The more you look at the Canada Revenue Agency’s case against Toronto Maple Leafs captain John Tavares, the more concern it raises.
It’s more than three decades since the Montreal Canadiens defeated the Los Angeles Kings four games to one to win the Stanley Cup in 1993. Since then, Canadian teams have only made it to the final six times — all in losing efforts. One reason is Canada’s exorbitant personal tax rates, which make it hard for Canadian teams to sign star players. Recent challenges by the CRA may make that task even more daunting.
Canadian tax rates are among the highest in the world, topped by only four other OECD countries. For example, an Ontario resident pays 53.5 per cent on income above $250,000. The top U.S. federal rate is only 37 per cent. Additional state tax may apply, but nine states levy no personal tax at all.
For years, Canadian teams have used two plans to reduce the tax hit on players: signing bonuses and “retirement compensation arrangements.” The CRA is now attacking both.

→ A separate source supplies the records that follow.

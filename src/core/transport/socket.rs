//! Persistent Socket.IO channel.
//!
//! The server speaks Socket.IO over a WebSocket: the client emits
//! `chat_message` and receives `chat_response`, `chat_done` and `chat_error`
//! events. A single background task owns the socket; the [`SocketChannel`]
//! handle only queues outbound text and reads shared flags, so `send` never
//! blocks the caller.

use std::error::Error;
use std::sync::atomic::{AtomicBool, AtomicU64, Ordering};
use std::sync::{Arc, Mutex, MutexGuard};
use std::time::Duration;

use futures_util::{SinkExt, StreamExt};
use tokio::net::TcpStream;
use tokio::sync::mpsc;
use tokio_tungstenite::tungstenite::client::IntoClientRequest;
use tokio_tungstenite::tungstenite::http::{header::COOKIE, HeaderValue};
use tokio_tungstenite::tungstenite::Message;
use tokio_tungstenite::{connect_async, MaybeTlsStream, WebSocketStream};
use tokio_util::sync::CancellationToken;
use tracing::{debug, info, warn};

use super::socket_io::{self, OpenInfo, Packet};
use super::{
    EventSender, ExchangeId, FailureKind, PersistentChannel, TransportEvent, TransportFailure,
};
use crate::api::{ChatRequest, ServerEvent, CHAT_MESSAGE_EVENT};

type WsStream = WebSocketStream<MaybeTlsStream<TcpStream>>;
type BoxError = Box<dyn Error + Send + Sync>;

const HANDSHAKE_TIMEOUT: Duration = Duration::from_secs(10);

struct SocketShared {
    url: String,
    cookie: Option<String>,
    connected: AtomicBool,
    connecting: AtomicBool,
    /// Exchange whose replies the socket is currently carrying.
    exchange: AtomicU64,
    outbound: Mutex<Option<mpsc::UnboundedSender<String>>>,
}

impl SocketShared {
    fn outbound(&self) -> MutexGuard<'_, Option<mpsc::UnboundedSender<String>>> {
        self.outbound
            .lock()
            .unwrap_or_else(|poisoned| poisoned.into_inner())
    }

    fn current_exchange(&self) -> ExchangeId {
        ExchangeId(self.exchange.load(Ordering::SeqCst))
    }

    fn mark_down(&self) {
        self.outbound().take();
        self.connected.store(false, Ordering::SeqCst);
    }
}

pub struct SocketChannel {
    shared: Arc<SocketShared>,
    events: EventSender,
    shutdown: CancellationToken,
}

impl SocketChannel {
    /// Create the handle without connecting. `url` is the Socket.IO endpoint
    /// (e.g. `ws://host/ws/socket.io`); `cookie` is sent on the handshake so
    /// the server can tie the socket to the logged-in session.
    pub fn new(url: impl Into<String>, cookie: Option<String>, events: EventSender) -> Self {
        Self {
            shared: Arc::new(SocketShared {
                url: url.into(),
                cookie,
                connected: AtomicBool::new(false),
                connecting: AtomicBool::new(false),
                exchange: AtomicU64::new(0),
                outbound: Mutex::new(None),
            }),
            events,
            shutdown: CancellationToken::new(),
        }
    }

    pub fn url(&self) -> &str {
        &self.shared.url
    }

    /// Start connecting in the background. Must be called inside a Tokio runtime.
    pub fn connect(&self) {
        if self.shutdown.is_cancelled()
            || self.shared.connected.load(Ordering::SeqCst)
            || self.shared.connecting.swap(true, Ordering::SeqCst)
        {
            return;
        }
        let shared = Arc::clone(&self.shared);
        let events = self.events.clone();
        let shutdown = self.shutdown.clone();
        tokio::spawn(async move {
            run_connection(shared, events, shutdown).await;
        });
    }
}

impl PersistentChannel for SocketChannel {
    fn is_connected(&self) -> bool {
        self.shared.connected.load(Ordering::SeqCst)
    }

    fn send(
        &mut self,
        exchange: ExchangeId,
        request: &ChatRequest,
    ) -> Result<(), TransportFailure> {
        let text = socket_io::encode_event(CHAT_MESSAGE_EVENT, request)
            .map_err(|err| TransportFailure::new(FailureKind::Protocol, err.to_string()))?;

        let guard = self.shared.outbound();
        let Some(outbound) = guard.as_ref() else {
            return Err(TransportFailure::disconnected("persistent channel is not connected"));
        };
        self.shared.exchange.store(exchange.0, Ordering::SeqCst);
        outbound
            .send(text)
            .map_err(|_| TransportFailure::disconnected("persistent channel is closing"))
    }

    fn reconnect(&mut self) {
        self.connect();
    }

    fn close(&mut self) {
        self.shutdown.cancel();
        self.shared.mark_down();
    }
}

/// How the connection task ended.
enum Ending {
    Closed,
    Lost(String),
    /// The server sent something undecodable. The rest of the exchange can
    /// no longer be told apart from the next one, so the socket is dropped.
    Malformed(String),
}

/// What one inbound text frame means for the channel.
#[derive(Debug, PartialEq)]
enum Inbound {
    Event(TransportEvent),
    Ping,
    Ignored,
    Closed,
    Malformed(String),
}

async fn run_connection(
    shared: Arc<SocketShared>,
    events: EventSender,
    shutdown: CancellationToken,
) {
    let (stream, open_info) = match open(&shared).await {
        Ok(opened) => opened,
        Err(err) => {
            warn!(url = %shared.url, "persistent channel unavailable: {err}");
            shared.connecting.store(false, Ordering::SeqCst);
            return;
        }
    };

    let (mut write, mut read) = stream.split();
    let (tx, mut rx) = mpsc::unbounded_channel::<String>();
    *shared.outbound() = Some(tx);
    shared.connected.store(true, Ordering::SeqCst);
    shared.connecting.store(false, Ordering::SeqCst);
    info!(url = %shared.url, sid = %open_info.sid, "persistent channel connected");

    let window = open_info.heartbeat_window();
    let heartbeat = tokio::time::sleep(window);
    tokio::pin!(heartbeat);

    let ending = loop {
        tokio::select! {
            _ = shutdown.cancelled() => {
                let _ = write.send(Message::Close(None)).await;
                break Ending::Closed;
            }
            _ = &mut heartbeat => {
                break Ending::Lost("server stopped sending heartbeats".to_string());
            }
            outgoing = rx.recv() => match outgoing {
                Some(text) => {
                    if let Err(err) = write.send(Message::Text(text)).await {
                        break Ending::Lost(err.to_string());
                    }
                }
                None => break Ending::Closed,
            },
            incoming = read.next() => match incoming {
                Some(Ok(Message::Text(text))) => {
                    heartbeat.as_mut().reset(tokio::time::Instant::now() + window);
                    match classify(&text) {
                        Inbound::Event(event) => {
                            let _ = events.send((event, shared.current_exchange()));
                        }
                        Inbound::Ping => {
                            if let Err(err) = write.send(Message::Text(socket_io::PONG.to_string())).await {
                                break Ending::Lost(err.to_string());
                            }
                        }
                        Inbound::Ignored => {}
                        Inbound::Closed => break Ending::Lost("server closed the session".to_string()),
                        Inbound::Malformed(reason) => break Ending::Malformed(reason),
                    }
                }
                Some(Ok(Message::Close(_))) | None => {
                    break Ending::Lost("connection closed by server".to_string());
                }
                Some(Ok(_)) => {}
                Some(Err(err)) => break Ending::Lost(err.to_string()),
            },
        }
    };

    shared.mark_down();
    let exchange = shared.current_exchange();
    match ending {
        Ending::Closed => debug!(url = %shared.url, "persistent channel closed"),
        Ending::Lost(reason) => {
            warn!(url = %shared.url, "persistent channel lost: {reason}");
            let _ = events.send((TransportEvent::Disconnected(reason), exchange));
        }
        Ending::Malformed(reason) => {
            warn!(url = %shared.url, "dropping persistent channel: {reason}");
            let _ = events.send((
                TransportEvent::Failed(TransportFailure::new(FailureKind::Protocol, reason)),
                exchange,
            ));
            let _ = events.send((
                TransportEvent::Disconnected("dropped after a malformed frame".to_string()),
                exchange,
            ));
        }
    }
}

async fn open(shared: &SocketShared) -> Result<(WsStream, OpenInfo), BoxError> {
    let mut request = socket_io::handshake_url(&shared.url).into_client_request()?;
    if let Some(cookie) = shared.cookie.as_deref() {
        request
            .headers_mut()
            .insert(COOKIE, HeaderValue::from_str(cookie)?);
    }
    let (mut stream, _response) = connect_async(request).await?;
    let info = tokio::time::timeout(HANDSHAKE_TIMEOUT, handshake(&mut stream))
        .await
        .map_err(|_| "Socket.IO handshake timed out")??;
    Ok((stream, info))
}

/// Read the Engine.IO open packet, then join the default namespace.
async fn handshake(stream: &mut WsStream) -> Result<OpenInfo, BoxError> {
    let info = match next_packet(stream).await? {
        Packet::Open(info) => info,
        other => return Err(format!("expected an open packet, got {other:?}").into()),
    };
    stream
        .send(Message::Text(socket_io::CONNECT.to_string()))
        .await?;
    loop {
        match next_packet(stream).await? {
            Packet::Connect => return Ok(info),
            Packet::ConnectError(message) => {
                return Err(format!("server refused the connection: {message}").into())
            }
            Packet::Ping => {
                stream
                    .send(Message::Text(socket_io::PONG.to_string()))
                    .await?
            }
            _ => {}
        }
    }
}

async fn next_packet(stream: &mut WsStream) -> Result<Packet, BoxError> {
    loop {
        match stream.next().await {
            Some(Ok(Message::Text(text))) => return Ok(socket_io::decode(&text)?),
            Some(Ok(Message::Close(_))) | None => {
                return Err("connection closed during the handshake".into())
            }
            Some(Ok(_)) => {}
            Some(Err(err)) => return Err(err.into()),
        }
    }
}

/// Map one inbound text frame.
///
/// Unknown event names are ignored; frames that do not decode drop the
/// channel and fail the exchange as a protocol error.
fn classify(text: &str) -> Inbound {
    match socket_io::decode(text) {
        Ok(Packet::Ping) => Inbound::Ping,
        Ok(Packet::Event { name, data }) => match ServerEvent::from_parts(&name, data) {
            Ok(Some(event)) => Inbound::Event(transport_event(event)),
            Ok(None) => {
                debug!(%name, "ignoring unhandled event");
                Inbound::Ignored
            }
            Err(err) => Inbound::Malformed(format!("malformed {name} payload: {err}")),
        },
        Ok(Packet::Close | Packet::Disconnect) => Inbound::Closed,
        Ok(_) => Inbound::Ignored,
        Err(err) => Inbound::Malformed(err.to_string()),
    }
}

fn transport_event(event: ServerEvent) -> TransportEvent {
    match event {
        ServerEvent::ChatResponse { content } => TransportEvent::Fragment(content),
        ServerEvent::ChatDone => TransportEvent::Completed,
        ServerEvent::ChatError { error } => {
            TransportEvent::Failed(TransportFailure::new(FailureKind::Server, error))
        }
    }
}
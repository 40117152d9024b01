pub mod aggregator;
pub mod composer;
pub mod config;
pub mod constants;
pub mod keyring;
pub mod message;
pub mod preferences;
pub mod session;
pub mod transcript;
pub mod transport;
use std::{error::Error, io};

use ratatui::backend::CrosstermBackend;
use ratatui::crossterm::{
    cursor::SetCursorStyle,
    event::{DisableBracketedPaste, EnableBracketedPaste},
    execute,
    terminal::{disable_raw_mode, enable_raw_mode, EnterAlternateScreen, LeaveAlternateScreen},
};
use ratatui::Terminal;

pub type ChatTerminal = Terminal<CrosstermBackend<io::Stdout>>;

pub fn setup_terminal() -> Result<ChatTerminal, Box<dyn Error>> {
    enable_raw_mode()?;

    let mut stdout = io::stdout();
    execute!(
        stdout,
        EnterAlternateScreen,
        EnableBracketedPaste,
        SetCursorStyle::SteadyBar
    )?;

    let backend = CrosstermBackend::new(stdout);
    let terminal = Terminal::new(backend).inspect_err(|_| {
        let _ = disable_raw_mode();
    })?;
    Ok(terminal)
}

pub fn restore_terminal(terminal: &mut ChatTerminal) -> Result<(), Box<dyn Error>> {
    disable_raw_mode()?;
    execute!(
        terminal.backend_mut(),
        SetCursorStyle::DefaultUserShape,
        LeaveAlternateScreen,
        DisableBracketedPaste
    )?;
    terminal.show_cursor()?;
    Ok(())
}
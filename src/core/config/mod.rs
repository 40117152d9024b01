pub mod data;
pub mod io;


pub use data::{path_display, Config, PreferencesSection};
pub use io::ConfigError;
//! URL utilities for consistent endpoint construction

/// Normalize a base URL by removing trailing slashes
///
/// # Examples
///
/// ```
/// use causerie::utils::url::normalize_base_url;
///
/// assert_eq!(normalize_base_url("http://127.0.0.1:5000/"), "http://127.0.0.1:5000");
/// ```
pub fn normalize_base_url(base_url: &str) -> String {
    base_url.trim().trim_end_matches('/').to_string()
}

/// Join a base URL and an endpoint path without doubling slashes
///
/// # Examples
///
/// ```
/// use causerie::utils::url::construct_api_url;
///
/// assert_eq!(
///     construct_api_url("http://127.0.0.1:5000/", "/api/chat"),
///     "http://127.0.0.1:5000/api/chat"
/// );
/// ```
pub fn construct_api_url(base_url: &str, endpoint: &str) -> String {
    let normalized_base = normalize_base_url(base_url);
    let endpoint = endpoint.trim_start_matches('/');
    format!("{normalized_base}/{endpoint}")
}

/// Build the WebSocket URL for `path` on the server at `base_url`.
///
/// `http` maps to `ws` and `https` to `wss`; URLs without a scheme are
/// treated as plain `ws`.
pub fn websocket_url(base_url: &str, path: &str) -> String {
    let joined = construct_api_url(base_url, path);
    if let Some(rest) = joined.strip_prefix("https://") {
        format!("wss://{rest}")
    } else if let Some(rest) = joined.strip_prefix("http://") {
        format!("ws://{rest}")
    } else if joined.starts_with("ws://") || joined.starts_with("wss://") {
        joined
    } else {
        format!("ws://{joined}")
    }
}

#[cfg(test)]
mod tests {
    use super::*;

    #[test]
    fn test_normalize_base_url() {
        assert_eq!(
            normalize_base_url("http://chat.local:5000"),
            "http://chat.local:5000"
        );
        assert_eq!(
            normalize_base_url("http://chat.local:5000///"),
            "http://chat.local:5000"
        );
        assert_eq!(normalize_base_url("  http://chat.local/ "), "http://chat.local");
        assert_eq!(normalize_base_url("///"), "");
    }

    #[test]
    fn test_construct_api_url() {
        assert_eq!(
            construct_api_url("http://chat.local", "api/models"),
            "http://chat.local/api/models"
        );
        assert_eq!(
            construct_api_url("http://chat.local/", "///api/models"),
            "http://chat.local/api/models"
        );
        assert_eq!(
            construct_api_url("http://chat.local/prefix/", "/api/auth/check"),
            "http://chat.local/prefix/api/auth/check"
        );
    }

    #[test]
    fn test_websocket_url_maps_schemes() {
        assert_eq!(
            websocket_url("http://127.0.0.1:5000", "/ws"),
            "ws://127.0.0.1:5000/ws"
        );
        assert_eq!(
            websocket_url("https://chat.example.org/", "ws"),
            "wss://chat.example.org/ws"
        );
        assert_eq!(websocket_url("chat.local", "/ws"), "ws://chat.local/ws");
        assert_eq!(
            websocket_url("wss://chat.example.org", "/ws"),
            "wss://chat.example.org/ws"
        );
    }
}
//! Positive integer settings.

use crate::cli::settings::error::SettingError;
use crate::cli::settings::helpers::{mutate_config, success_set};
use crate::cli::settings::{SetContext, SettingHandler};
use crate::core::config::Config;
use crate::core::constants::{DEFAULT_MAX_INPUT_CHARS, DEFAULT_REQUEST_TIMEOUT_SECS};

pub struct NumberHandler {
    key: &'static str,
    hint: &'static str,
    example: &'static str,
    default_value: u64,
    unit: &'static str,
    get: fn(&Config) -> Option<u64>,
    set_field: fn(&mut Config, Option<u64>),
}

impl NumberHandler {
    fn display(&self, value: u64) -> String {
        if self.unit.is_empty() {
            value.to_string()
        } else {
            format!("{value} {}", self.unit)
        }
    }
}

impl SettingHandler for NumberHandler {
    fn key(&self) -> &'static str {
        self.key
    }

    fn set(&self, args: &[String], ctx: &SetContext<'_>) -> Result<String, SettingError> {
        let Some(input) = args.first() else {
            return Err(SettingError::MissingArgs {
                hint: self.hint,
                example: self.example,
            });
        };
        let value = input
            .trim()
            .parse::<u64>()
            .ok()
            .filter(|value| *value > 0)
            .ok_or_else(|| SettingError::InvalidNumber {
                key: self.key,
                input: input.clone(),
            })?;

        let set_field = self.set_field;
        mutate_config(ctx.config_path, move |config| set_field(config, Some(value)))?;
        Ok(success_set(self.key, &self.display(value)))
    }

    fn unset(&self, _arg: Option<&str>, ctx: &SetContext<'_>) -> Result<String, SettingError> {
        let set_field = self.set_field;
        mutate_config(ctx.config_path, move |config| set_field(config, None))?;
        Ok(format!(
            "✅ Unset {} (will use default: {})",
            self.key,
            self.display(self.default_value)
        ))
    }

    fn format(&self, config: &Config) -> String {
        match (self.get)(config) {
            Some(value) => format!("  {}: {}", self.key, self.display(value)),
            None => format!(
                "  {}: (unset, default: {})",
                self.key,
                self.display(self.default_value)
            ),
        }
    }
}

pub fn max_input_chars_handler() -> NumberHandler {
    NumberHandler {
        key: "max-input-chars",
        hint: "To change the message length limit, specify a number of characters:",
        example: "causerie set max-input-chars 4000",
        default_value: DEFAULT_MAX_INPUT_CHARS as u64,
        unit: "",
        get: |c| c.max_input_chars.map(|v| v as u64),
        set_field: |c, v| {
            c.max_input_chars = v.map(|v| usize::try_from(v).unwrap_or(usize::MAX));
        },
    }
}

pub fn request_timeout_handler() -> NumberHandler {
    NumberHandler {
        key: "request-timeout",
        hint: "To change the one-shot request timeout, specify seconds:",
        example: "causerie set request-timeout 300",
        default_value: DEFAULT_REQUEST_TIMEOUT_SECS,
        unit: "s",
        get: |c| c.request_timeout_secs,
        set_field: |c, v| c.request_timeout_secs = v,
    }
}
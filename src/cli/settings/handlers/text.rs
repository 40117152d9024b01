//! Free-text settings, with optional normalization.

use std::path::PathBuf;

use crate::cli::settings::error::SettingError;
use crate::cli::settings::helpers::{mutate_config, success_set, success_unset};
use crate::cli::settings::{SetContext, SettingHandler};
use crate::core::config::{path_display, Config};
use crate::core::constants::{DEFAULT_SERVER_URL, DEFAULT_SOCKET_PATH};
use crate::utils::url::normalize_base_url;

pub struct TextHandler {
    key: &'static str,
    hint: &'static str,
    example: &'static str,
    default_display: Option<&'static str>,
    normalize: fn(&str) -> Result<String, String>,
    get: fn(&Config) -> Option<String>,
    set_field: fn(&mut Config, Option<String>),
}

impl SettingHandler for TextHandler {
    fn key(&self) -> &'static str {
        self.key
    }

    fn set(&self, args: &[String], ctx: &SetContext<'_>) -> Result<String, SettingError> {
        let input = args.join(" ");
        if input.trim().is_empty() {
            return Err(SettingError::MissingArgs {
                hint: self.hint,
                example: self.example,
            });
        }
        let value = (self.normalize)(&input).map_err(|reason| SettingError::InvalidValue {
            key: self.key,
            reason,
        })?;

        let message = success_set(self.key, &value);
        let set_field = self.set_field;
        mutate_config(ctx.config_path, move |config| set_field(config, Some(value)))?;
        Ok(message)
    }

    fn unset(&self, _arg: Option<&str>, ctx: &SetContext<'_>) -> Result<String, SettingError> {
        let set_field = self.set_field;
        mutate_config(ctx.config_path, move |config| set_field(config, None))?;
        Ok(match self.default_display {
            Some(default) => format!("✅ Unset {} (will use default: {default})", self.key),
            None => success_unset(self.key),
        })
    }

    fn format(&self, config: &Config) -> String {
        match ((self.get)(config), self.default_display) {
            (Some(value), _) => format!("  {}: {value}", self.key),
            (None, Some(default)) => format!("  {}: (unset, default: {default})", self.key),
            (None, None) => format!("  {}: (unset)", self.key),
        }
    }
}

fn trimmed(input: &str) -> Result<String, String> {
    Ok(input.trim().to_string())
}

fn server_url(input: &str) -> Result<String, String> {
    let url = normalize_base_url(input);
    if url.starts_with("http://") || url.starts_with("https://") {
        Ok(url)
    } else {
        Err(format!("{url} must start with http:// or https://"))
    }
}

fn socket_path(input: &str) -> Result<String, String> {
    let path = input.trim();
    if path.contains(char::is_whitespace) {
        return Err("paths cannot contain spaces".to_string());
    }
    Ok(format!("/{}", path.trim_start_matches('/')))
}

fn single_word(input: &str) -> Result<String, String> {
    let value = input.trim();
    if value.contains(char::is_whitespace) {
        Err(format!("'{value}' contains spaces"))
    } else {
        Ok(value.to_string())
    }
}

pub fn server_url_handler() -> TextHandler {
    TextHandler {
        key: "server-url",
        hint: "To point at a chat server, specify its base URL:",
        example: "causerie set server-url http://192.168.1.20:5000",
        default_display: Some(DEFAULT_SERVER_URL),
        normalize: server_url,
        get: |c| c.server_url.clone(),
        set_field: |c, v| c.server_url = v,
    }
}

pub fn socket_path_handler() -> TextHandler {
    TextHandler {
        key: "socket-path",
        hint: "To change the streaming endpoint, specify its path:",
        example: "causerie set socket-path /ws/socket.io",
        default_display: Some(DEFAULT_SOCKET_PATH),
        normalize: socket_path,
        get: |c| c.socket_path.clone(),
        set_field: |c, v| c.socket_path = v,
    }
}

pub fn username_handler() -> TextHandler {
    TextHandler {
        key: "username",
        hint: "To log in without being asked, specify your username:",
        example: "causerie set username alice",
        default_display: None,
        normalize: single_word,
        get: |c| c.username.clone(),
        set_field: |c, v| c.username = v,
    }
}

pub fn log_file_handler() -> TextHandler {
    TextHandler {
        key: "log-file",
        hint: "To change where diagnostics are written, specify a file:",
        example: "causerie set log-file ~/causerie.log",
        default_display: Some("<data dir>/causerie.log"),
        normalize: trimmed,
        get: |c| c.log_file.as_ref().map(path_display),
        set_field: |c, v| c.log_file = v.map(PathBuf::from),
    }
}

pub fn default_model_handler() -> TextHandler {
    TextHandler {
        key: "default-model",
        hint: "To preselect a model, specify its name as listed by 'causerie models':",
        example: "causerie set default-model llama3:8b",
        default_display: None,
        normalize: single_word,
        get: |c| c.preferences.model.clone(),
        set_field: |c, v| c.preferences.model = v,
    }
}

pub fn system_prompt_handler() -> TextHandler {
    TextHandler {
        key: "system-prompt",
        hint: "To give the assistant standing instructions, specify them:",
        example: "causerie set system-prompt Answer in French.",
        default_display: None,
        normalize: trimmed,
        get: |c| c.preferences.system_prompt.clone(),
        set_field: |c, v| c.preferences.system_prompt = v,
    }
}
fn main() -> Result<(), Box<dyn std::error::Error>> {
    causerie::cli::main()
}
//! Input utilities for terminal applications

/// Normalize pasted or typed text before it enters an input buffer.
///
/// - CRLF and lone CR become LF
/// - tabs become 4 spaces
/// - other control characters are dropped
pub fn sanitize_text_input(text: &str) -> String {
    let mut sanitized = String::with_capacity(text.len());
    let mut chars = text.chars().peekable();

    while let Some(c) = chars.next() {
        match c {
            '\r' => {
                if chars.peek() == Some(&'\n') {
                    chars.next();
                }
                sanitized.push('\n');
            }
            '\t' => sanitized.push_str("    "),
            '\n' => sanitized.push('\n'),
            _ if !c.is_control() => sanitized.push(c),
            _ => {}
        }
    }

    sanitized
}

/// Same as [`sanitize_text_input`] but for single-line prompts: line breaks are dropped.
pub fn sanitize_single_line(text: &str) -> String {
    sanitize_text_input(text).replace('\n', "")
}
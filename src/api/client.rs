use std::sync::Arc;
use std::time::Duration;

use reqwest::cookie::{CookieStore, Jar};
use reqwest::{StatusCode, Url};
use tracing::debug;

use super::{ApiError, AuthStatus, ChatReply, ChatRequest, LoginRequest, LoginResponse};
use crate::utils::url::{construct_api_url, normalize_base_url};

/// HTTP side of the chat server: authentication, catalog and one-shot chat.
///
/// The session lives in a cookie, so clones share one jar and one login.
#[derive(Clone)]
pub struct BackendClient {
    http: reqwest::Client,
    jar: Arc<Jar>,
    base_url: String,
}

impl BackendClient {
    pub fn new(base_url: &str, timeout: Duration) -> Result<Self, ApiError> {
        let jar = Arc::new(Jar::default());
        let http = reqwest::Client::builder()
            .cookie_provider(jar.clone())
            .timeout(timeout)
            .build()?;
        Ok(Self {
            http,
            jar,
            base_url: normalize_base_url(base_url),
        })
    }

    pub fn base_url(&self) -> &str {
        &self.base_url
    }

    pub(crate) fn http(&self) -> &reqwest::Client {
        &self.http
    }

    pub(crate) fn url(&self, endpoint: &str) -> String {
        construct_api_url(&self.base_url, endpoint)
    }

    /// `Cookie` header value to present on the WebSocket handshake.
    pub fn session_cookie(&self) -> Option<String> {
        let url = Url::parse(&self.base_url).ok()?;
        self.jar
            .cookies(&url)
            .and_then(|value| value.to_str().ok().map(str::to_owned))
    }

    pub async fn check_auth(&self) -> Result<AuthStatus, ApiError> {
        let response = self.http.get(self.url("/api/auth/check")).send().await?;
        if response.status() == StatusCode::UNAUTHORIZED {
            return Ok(AuthStatus::default());
        }
        if !response.status().is_success() {
            return Err(ApiError::from_response(response).await);
        }
        Ok(response.json::<AuthStatus>().await?)
    }

    /// Log in. Rejected credentials are `Ok` with `authenticated == false`.
    pub async fn login(&self, username: &str, password: &str) -> Result<AuthStatus, ApiError> {
        let response = self
            .http
            .post(self.url("/api/auth/login"))
            .json(&LoginRequest { username, password })
            .send()
            .await?;

        let status = response.status();
        if status == StatusCode::UNAUTHORIZED {
            debug!("login rejected for {username}");
            return Ok(AuthStatus::default());
        }
        if !status.is_success() {
            return Err(ApiError::from_response(response).await);
        }

        let body = response.json::<LoginResponse>().await?;
        if let Some(error) = body.error.filter(|_| !body.success) {
            debug!("login refused: {error}");
        }
        Ok(AuthStatus {
            authenticated: body.success,
            is_admin: body.is_admin,
        })
    }

    pub async fn logout(&self) -> Result<(), ApiError> {
        let response = self.http.post(self.url("/api/auth/logout")).send().await?;
        if !response.status().is_success() {
            return Err(ApiError::from_response(response).await);
        }
        Ok(())
    }

    /// Single request/response exchange; returns the whole assistant reply.
    pub async fn chat(&self, request: &ChatRequest) -> Result<String, ApiError> {
        debug!(model = %request.model, turns = request.messages.len(), "one-shot chat request");
        let response = self
            .http
            .post(self.url("/api/chat"))
            .json(request)
            .send()
            .await?;
        if !response.status().is_success() {
            return Err(ApiError::from_response(response).await);
        }
        let reply = response
            .json::<ChatReply>()
            .await
            .map_err(|err| ApiError::Decode(err.to_string()))?;
        Ok(reply.into_content())
    }
}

Under the Canada-U.S. tax treaty, the tax rate on an inducement to sign an athletic agreement — a signing bonus — cannot exceed 15 per cent. To qualify, a player must be a U.S. tax resident and have a home in the U.S. while renting a place to stay in Canada during the season. But the CRA has now assessed Tavares for more than $8 million in tax and interest on a signing bonus he received to play for Toronto.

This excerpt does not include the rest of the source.